**Directions for this task**
Start at the top line and retype the data exactly through to the end.

**Entries supplied**

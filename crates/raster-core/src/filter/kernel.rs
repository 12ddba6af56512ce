//! Convolution kernels.

use crate::image::RasterError;

/// Fixed 5x5 Bartlett (tent) filter, unnormalized. Sums to 81.
const BARTLETT_5X5: [[f32; 5]; 5] = [
    [1.0, 2.0, 3.0, 2.0, 1.0],
    [2.0, 4.0, 6.0, 4.0, 2.0],
    [3.0, 6.0, 9.0, 6.0, 3.0],
    [2.0, 4.0, 6.0, 4.0, 2.0],
    [1.0, 2.0, 3.0, 2.0, 1.0],
];

/// Fixed 5x5 Gaussian approximation, unnormalized. Sums to 273.
const GAUSSIAN_5X5: [[f32; 5]; 5] = [
    [1.0, 4.0, 7.0, 4.0, 1.0],
    [4.0, 16.0, 26.0, 16.0, 4.0],
    [7.0, 26.0, 41.0, 26.0, 7.0],
    [4.0, 16.0, 26.0, 16.0, 4.0],
    [1.0, 4.0, 7.0, 4.0, 1.0],
];

/// A square convolution kernel with a constant bias term.
///
/// Weights are stored row-major and already normalized; the convolution
/// output for a pixel is `sum(weight * sample) + bias`, clamped to [0, 1].
#[derive(Debug, Clone)]
pub struct Kernel {
    size: usize,
    weights: Vec<f32>,
    bias: f32,
}

impl Kernel {
    /// Build a kernel from raw weights. `weights` must hold `size * size`
    /// entries and `size` must be odd so the kernel has a center pixel.
    pub fn new(size: usize, weights: Vec<f32>, bias: f32) -> Result<Self, RasterError> {
        if size == 0 || size % 2 == 0 {
            return Err(RasterError::InvalidParameter(format!(
                "kernel size must be odd and nonzero, got {size}"
            )));
        }
        if weights.len() != size * size {
            return Err(RasterError::InvalidParameter(format!(
                "kernel of size {size} needs {} weights, got {}",
                size * size,
                weights.len()
            )));
        }
        Ok(Self {
            size,
            weights,
            bias,
        })
    }

    /// 5x5 box filter, every weight 1/25.
    pub fn box_blur() -> Self {
        Self {
            size: 5,
            weights: vec![1.0 / 25.0; 25],
            bias: 0.0,
        }
    }

    /// 5x5 Bartlett (tent) filter.
    pub fn bartlett() -> Self {
        Self::from_table(&BARTLETT_5X5, 81.0)
    }

    /// 5x5 Gaussian filter.
    pub fn gaussian() -> Self {
        Self::from_table(&GAUSSIAN_5X5, 273.0)
    }

    /// NxN Gaussian built from binomial coefficients. `n` must be odd and
    /// at least 3.
    pub fn gaussian_n(n: usize) -> Result<Self, RasterError> {
        if n < 3 || n % 2 == 0 {
            return Err(RasterError::InvalidParameter(format!(
                "gaussian size must be odd and >= 3, got {n}"
            )));
        }
        let row = binomial_row(n);
        let row_sum: f64 = row.iter().sum();
        let norm = row_sum * row_sum;

        let mut weights = Vec::with_capacity(n * n);
        for &wy in &row {
            for &wx in &row {
                weights.push(((wy * wx) / norm) as f32);
            }
        }
        Ok(Self {
            size: n,
            weights,
            bias: 0.0,
        })
    }

    /// 5x5 edge detector: negated Gaussian with +1 at the center and a 0.5
    /// bias so zero response maps to mid-gray.
    pub fn edge_detect() -> Self {
        let mut kernel = Self::from_table(&GAUSSIAN_5X5, -273.0);
        kernel.weights[12] += 1.0;
        kernel.bias = 0.5;
        kernel
    }

    /// 5x5 enhancement filter: negated Gaussian with +2 at the center,
    /// equivalent to adding the edge response back onto the original.
    pub fn enhance() -> Self {
        let mut kernel = Self::from_table(&GAUSSIAN_5X5, -273.0);
        kernel.weights[12] += 2.0;
        kernel
    }

    fn from_table(table: &[[f32; 5]; 5], norm: f32) -> Self {
        let weights = table.iter().flatten().map(|&w| w / norm).collect();
        Self {
            size: 5,
            weights,
            bias: 0.0,
        }
    }

    pub fn size(&self) -> usize {
        self.size
    }

    /// Half-width: the number of pixels the kernel extends past its center.
    pub fn radius(&self) -> usize {
        self.size / 2
    }

    pub fn bias(&self) -> f32 {
        self.bias
    }

    #[inline]
    pub fn weight(&self, kx: usize, ky: usize) -> f32 {
        self.weights[ky * self.size + kx]
    }
}

/// Row `n - 1` of Pascal's triangle, as f64 to stay exact for practical n.
fn binomial_row(n: usize) -> Vec<f64> {
    let mut row = vec![1.0];
    for _ in 1..n {
        let mut next = vec![1.0; row.len() + 1];
        for i in 1..row.len() {
            next[i] = row[i - 1] + row[i];
        }
        row = next;
    }
    row
}

#[cfg(test)]
mod tests {
    use super::*;

    fn weight_sum(kernel: &Kernel) -> f32 {
        let mut sum = 0.0;
        for ky in 0..kernel.size() {
            for kx in 0..kernel.size() {
                sum += kernel.weight(kx, ky);
            }
        }
        sum
    }

    #[test]
    fn test_blur_kernels_sum_to_one() {
        assert!((weight_sum(&Kernel::box_blur()) - 1.0).abs() < 1e-5);
        assert!((weight_sum(&Kernel::bartlett()) - 1.0).abs() < 1e-5);
        assert!((weight_sum(&Kernel::gaussian()) - 1.0).abs() < 1e-5);
    }

    #[test]
    fn test_gaussian_n_matches_fixed_5x5() {
        let generic = Kernel::gaussian_n(5).unwrap();
        // Binomial [1,4,6,4,1] differs slightly from the classic integer
        // table, but both are normalized, symmetric, and center-heavy.
        assert_eq!(generic.size(), 5);
        assert!((weight_sum(&generic) - 1.0).abs() < 1e-5);
        assert_eq!(generic.weight(0, 0), generic.weight(4, 4));
        assert!(generic.weight(2, 2) > generic.weight(0, 0));
    }

    #[test]
    fn test_gaussian_n_rejects_bad_sizes() {
        assert!(Kernel::gaussian_n(1).is_err());
        assert!(Kernel::gaussian_n(4).is_err());
    }

    #[test]
    fn test_edge_detect_sums_to_zero() {
        // -1 + 1 at the center: a flat region produces zero response,
        // mapped to 0.5 by the bias.
        let kernel = Kernel::edge_detect();
        assert!(weight_sum(&kernel).abs() < 1e-5);
        assert_eq!(kernel.bias(), 0.5);
    }

    #[test]
    fn test_enhance_sums_to_one() {
        // -1 + 2 at the center: flat regions pass through unchanged.
        let kernel = Kernel::enhance();
        assert!((weight_sum(&kernel) - 1.0).abs() < 1e-5);
        assert_eq!(kernel.bias(), 0.0);
    }

    #[test]
    fn test_new_validates_size_and_length() {
        assert!(Kernel::new(0, vec![], 0.0).is_err());
        assert!(Kernel::new(2, vec![0.25; 4], 0.0).is_err());
        assert!(Kernel::new(3, vec![0.0; 8], 0.0).is_err());
        assert!(Kernel::new(3, vec![1.0 / 9.0; 9], 0.0).is_ok());
    }

    #[test]
    fn test_binomial_row() {
        assert_eq!(binomial_row(5), vec![1.0, 4.0, 6.0, 4.0, 1.0]);
        assert_eq!(binomial_row(3), vec![1.0, 2.0, 1.0]);
    }
}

**Solved exercise**
filename crates/raster-core/src/filter/kernel.rs
repository 12ddba6af56512ce
//! Convolution kernels.

use crate::image::RasterError;

/// Fixed 5x5 Bartlett (tent) filter, unnormalized. Sums to 81.
const BARTLETT_5X5: [[f32; 5]; 5] = [
    [1.0, 2.0, 3.0, 2.0, 1.0],
    [2.0, 4.0, 6.0, 4.0, 2.0],
    [3.0, 6.0, 9.0, 6.0, 3.0],
    [2.0, 4.0, 6.0, 4.0, 2.0],
    [1.0, 2.0, 3.0, 2.0, 1.0],
];

/// Fixed 5x5 Gaussian approximation, unnormalized. Sums to 273.
const GAUSSIAN_5X5: [[f32; 5]; 5] = [
    [1.0, 4.0, 7.0, 4.0, 1.0],
    [4.0, 16.0, 26.0, 16.0, 4.0],
    [7.0, 26.0, 41.0, 26.0, 7.0],
    [4.0, 16.0, 26.0, 16.0, 4.0],
    [1.0, 4.0, 7.0, 4.0, 1.0],
];

/// A square convolution kernel with a constant bias term.
///
/// Weights are stored row-major and already normalized; the convolution
/// output for a pixel is `sum(weight * sample) + bias`, clamped to [0, 1].
#[derive(Debug, Clone)]
pub struct Kernel {
    size: usize,
    weights: Vec<f32>,
    bias: f32,
}

impl Kernel {
    /// Build a kernel from raw weights. `weights` must hold `size * size`
    /// entries and `size` must be odd so the kernel has a center pixel.
    pub fn new(size: usize, weights: Vec<f32>, bias: f32) -> Result<Self, RasterError> {
        if size == 0 || size % 2 == 0 {
            return Err(RasterError::InvalidParameter(format!(
                "kernel size must be odd and nonzero, got {size}"
            )));
        }
        if weights.len() != size * size {
            return Err(RasterError::InvalidParameter(format!(
                "kernel of size {size} needs {} weights, got {}",
                size * size,
                weights.len()
            )));
        }
        Ok(Self {
            size,
            weights,
            bias,
        })
    }

    /// 5x5 box filter, every weight 1/25.
    pub fn box_blur() -> Self {
        Self {
            size: 5,
            weights: vec![1.0 / 25.0; 25],
            bias: 0.0,
        }
    }

    /// 5x5 Bartlett (tent) filter.
    pub fn bartlett() -> Self {
        Self::from_table(&BARTLETT_5X5, 81.0)
    }

    /// 5x5 Gaussian filter.
    pub fn gaussian() -> Self {
        Self::from_table(&GAUSSIAN_5X5, 273.0)
    }

    /// NxN Gaussian built from binomial coefficients. `n` must be odd and
    /// at least 3.
    pub fn gaussian_n(n: usize) -> Result<Self, RasterError> {
        if n < 3 || n % 2 == 0 {
            return Err(RasterError::InvalidParameter(format!(
                "gaussian size must be odd and >= 3, got {n}"
            )));
        }
        let row = binomial_row(n);
        let row_sum: f64 = row.iter().sum();
        let norm = row_sum * row_sum;

        let mut weights = Vec::with_capacity(n * n);
        for &wy in &row {
            for &wx in &row {
                weights.push(((wy * wx) / norm) as f32);
            }
        }
        Ok(Self {
            size: n,
            weights,
            bias: 0.0,
        })
    }

    /// 5x5 edge detector: negated Gaussian with +1 at the center and a 0.5
    /// bias so zero response maps to mid-gray.
    pub fn edge_detect() -> Self {
        let mut kernel = Self::from_table(&GAUSSIAN_5X5, -273.0);
        kernel.weights[12] += 1.0;
        kernel.bias = 0.5;
        kernel
    }

    /// 5x5 enhancement filter: negated Gaussian with +2 at the center,
    /// equivalent to adding the edge response back onto the original.
    pub fn enhance() -> Self {
        let mut kernel = Self::from_table(&GAUSSIAN_5X5, -273.0);
        kernel.weights[12] += 2.0;
        kernel
    }

    fn from_table(table: &[[f32; 5]; 5], norm: f32) -> Self {
        let weights = table.iter().flatten().map(|&w| w / norm).collect();
        Self {
            size: 5,
            weights,
            bias: 0.0,
        }
    }

    pub fn size(&self) -> usize {
        self.size
    }

    /// Half-width: the number of pixels the kernel extends past its center.
    pub fn radius(&self) -> usize {
        self.size / 2
    }

    pub fn bias(&self) -> f32 {
        self.bias
    }

    #[inline]
    pub fn weight(&self, kx: usize, ky: usize) -> f32 {
        self.weights[ky * self.size + kx]
    }
}

/// Row `n - 1` of Pascal's triangle, as f64 to stay exact for practical n.
fn binomial_row(n: usize) -> Vec<f64> {
    let mut row = vec![1.0];
    for _ in 1..n {
        let mut next = vec![1.0; row.len() + 1];
        for i in 1..row.len() {
            next[i] = row[i - 1] + row[i];
        }
        row = next;
    }
    row
}

#[cfg(test)]
mod tests {
    use super::*;

    fn weight_sum(kernel: &Kernel) -> f32 {
        let mut sum = 0.0;
        for ky in 0..kernel.size() {
            for kx in 0..kernel.size() {
                sum += kernel.weight(kx, ky);
            }
        }
        sum
    }

    #[test]
    fn test_blur_kernels_sum_to_one() {
        assert!((weight_sum(&Kernel::box_blur()) - 1.0).abs() < 1e-5);
        assert!((weight_sum(&Kernel::bartlett()) - 1.0).abs() < 1e-5);
        assert!((weight_sum(&Kernel::gaussian()) - 1.0).abs() < 1e-5);
    }

    #[test]
    fn test_gaussian_n_matches_fixed_5x5() {
        let generic = Kernel::gaussian_n(5).unwrap();
        // Binomial [1,4,6,4,1] differs slightly from the classic integer
        // table, but both are normalized, symmetric, and center-heavy.
        assert_eq!(generic.size(), 5);
        assert!((weight_sum(&generic) - 1.0).abs() < 1e-5);
        assert_eq!(generic.weight(0, 0), generic.weight(4, 4));
        assert!(generic.weight(2, 2) > generic.weight(0, 0));
    }

    #[test]
    fn test_gaussian_n_rejects_bad_sizes() {
        assert!(Kernel::gaussian_n(1).is_err());
        assert!(Kernel::gaussian_n(4).is_err());
    }

    #[test]
    fn test_edge_detect_sums_to_zero() {
        // -1 + 1 at the center: a flat region produces zero response,
        // mapped to 0.5 by the bias.
        let kernel = Kernel::edge_detect();
        assert!(weight_sum(&kernel).abs() < 1e-5);
        assert_eq!(kernel.bias(), 0.5);
    }

    #[test]
    fn test_enhance_sums_to_one() {
        // -1 + 2 at the center: flat regions pass through unchanged.
        let kernel = Kernel::enhance();
        assert!((weight_sum(&kernel) - 1.0).abs() < 1e-5);
        assert_eq!(kernel.bias(), 0.0);
    }

    #[test]
    fn test_new_validates_size_and_length() {
        assert!(Kernel::new(0, vec![], 0.0).is_err());
        assert!(Kernel::new(2, vec![0.25; 4], 0.0).is_err());
        assert!(Kernel::new(3, vec![0.0; 8], 0.0).is_err());
        assert!(Kernel::new(3, vec![1.0 / 9.0; 9], 0.0).is_ok());
    }

    #[test]
    fn test_binomial_row() {
        assert_eq!(binomial_row(5), vec![1.0, 4.0, 6.0, 4.0, 1.0]);
        assert_eq!(binomial_row(3), vec![1.0, 2.0, 1.0]);
    }
}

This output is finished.